To do = Taking the entries below from the top, restate each line exactly and end with the line containing "current one; a".

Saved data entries

____________________

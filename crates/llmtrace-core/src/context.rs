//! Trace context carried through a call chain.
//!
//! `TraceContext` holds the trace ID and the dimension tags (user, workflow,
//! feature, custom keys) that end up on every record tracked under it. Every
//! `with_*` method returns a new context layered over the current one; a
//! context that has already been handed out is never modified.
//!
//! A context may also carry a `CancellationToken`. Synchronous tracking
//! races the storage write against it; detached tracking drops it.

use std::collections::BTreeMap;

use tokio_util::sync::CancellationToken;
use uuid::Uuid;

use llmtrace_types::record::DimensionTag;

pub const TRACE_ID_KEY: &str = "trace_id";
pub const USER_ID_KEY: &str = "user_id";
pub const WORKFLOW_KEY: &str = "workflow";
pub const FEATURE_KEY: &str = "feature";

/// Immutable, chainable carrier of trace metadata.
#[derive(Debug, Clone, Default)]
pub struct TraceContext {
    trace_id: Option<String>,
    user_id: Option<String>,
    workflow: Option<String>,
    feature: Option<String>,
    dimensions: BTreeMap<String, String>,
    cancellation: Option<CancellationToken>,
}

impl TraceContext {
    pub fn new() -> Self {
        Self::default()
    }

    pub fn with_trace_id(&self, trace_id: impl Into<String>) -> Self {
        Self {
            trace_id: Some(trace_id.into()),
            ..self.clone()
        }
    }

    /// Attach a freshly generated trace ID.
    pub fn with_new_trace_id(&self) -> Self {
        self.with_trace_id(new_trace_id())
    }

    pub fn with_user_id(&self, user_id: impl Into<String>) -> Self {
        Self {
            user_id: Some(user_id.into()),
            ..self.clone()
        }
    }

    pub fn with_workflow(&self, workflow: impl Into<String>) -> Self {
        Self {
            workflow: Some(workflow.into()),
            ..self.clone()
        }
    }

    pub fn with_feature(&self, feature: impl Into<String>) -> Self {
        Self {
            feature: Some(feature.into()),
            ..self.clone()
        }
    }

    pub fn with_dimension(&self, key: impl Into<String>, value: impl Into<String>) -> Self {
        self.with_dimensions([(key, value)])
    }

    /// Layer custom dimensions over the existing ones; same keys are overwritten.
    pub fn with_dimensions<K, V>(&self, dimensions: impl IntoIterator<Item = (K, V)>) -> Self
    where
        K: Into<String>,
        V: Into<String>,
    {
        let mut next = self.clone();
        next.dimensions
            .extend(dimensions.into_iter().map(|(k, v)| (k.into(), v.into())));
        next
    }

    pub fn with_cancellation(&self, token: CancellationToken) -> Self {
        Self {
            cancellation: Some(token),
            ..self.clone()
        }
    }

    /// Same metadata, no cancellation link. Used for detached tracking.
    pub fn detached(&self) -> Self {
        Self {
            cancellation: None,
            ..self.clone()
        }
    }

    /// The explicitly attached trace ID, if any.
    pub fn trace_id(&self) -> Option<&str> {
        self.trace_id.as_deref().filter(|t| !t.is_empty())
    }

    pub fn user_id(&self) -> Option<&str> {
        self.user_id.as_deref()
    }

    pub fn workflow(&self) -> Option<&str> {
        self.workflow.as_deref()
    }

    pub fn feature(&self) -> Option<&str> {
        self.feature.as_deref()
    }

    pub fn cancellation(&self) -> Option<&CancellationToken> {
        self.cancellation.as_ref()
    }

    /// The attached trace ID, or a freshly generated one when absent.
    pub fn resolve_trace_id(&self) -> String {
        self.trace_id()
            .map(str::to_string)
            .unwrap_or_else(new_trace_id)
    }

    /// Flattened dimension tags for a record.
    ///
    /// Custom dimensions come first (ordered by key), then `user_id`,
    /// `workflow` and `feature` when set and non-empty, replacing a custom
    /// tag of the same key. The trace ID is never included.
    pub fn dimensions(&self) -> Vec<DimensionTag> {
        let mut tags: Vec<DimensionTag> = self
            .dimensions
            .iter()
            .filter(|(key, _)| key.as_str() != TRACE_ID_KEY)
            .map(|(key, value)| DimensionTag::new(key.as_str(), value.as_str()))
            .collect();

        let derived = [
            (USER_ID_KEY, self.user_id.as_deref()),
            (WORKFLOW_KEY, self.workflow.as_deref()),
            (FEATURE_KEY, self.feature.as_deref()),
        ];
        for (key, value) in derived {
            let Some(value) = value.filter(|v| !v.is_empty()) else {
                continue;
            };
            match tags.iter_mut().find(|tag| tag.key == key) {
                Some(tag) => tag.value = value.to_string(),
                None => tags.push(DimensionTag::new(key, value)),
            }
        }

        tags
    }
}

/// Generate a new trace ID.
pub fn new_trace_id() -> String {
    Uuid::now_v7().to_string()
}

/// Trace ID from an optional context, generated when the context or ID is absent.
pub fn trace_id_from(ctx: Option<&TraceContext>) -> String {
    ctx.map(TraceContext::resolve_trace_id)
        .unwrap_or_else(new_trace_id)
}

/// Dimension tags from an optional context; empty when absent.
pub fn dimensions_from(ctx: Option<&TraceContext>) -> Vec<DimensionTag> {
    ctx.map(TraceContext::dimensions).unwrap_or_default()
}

____________________

Answer to this task =
filename crates/llmtrace-core/src/context.rs
//! Trace context carried through a call chain.
//!
//! `TraceContext` holds the trace ID and the dimension tags (user, workflow,
//! feature, custom keys) that end up on every record tracked under it. Every
//! `with_*` method returns a new context layered over the current one; a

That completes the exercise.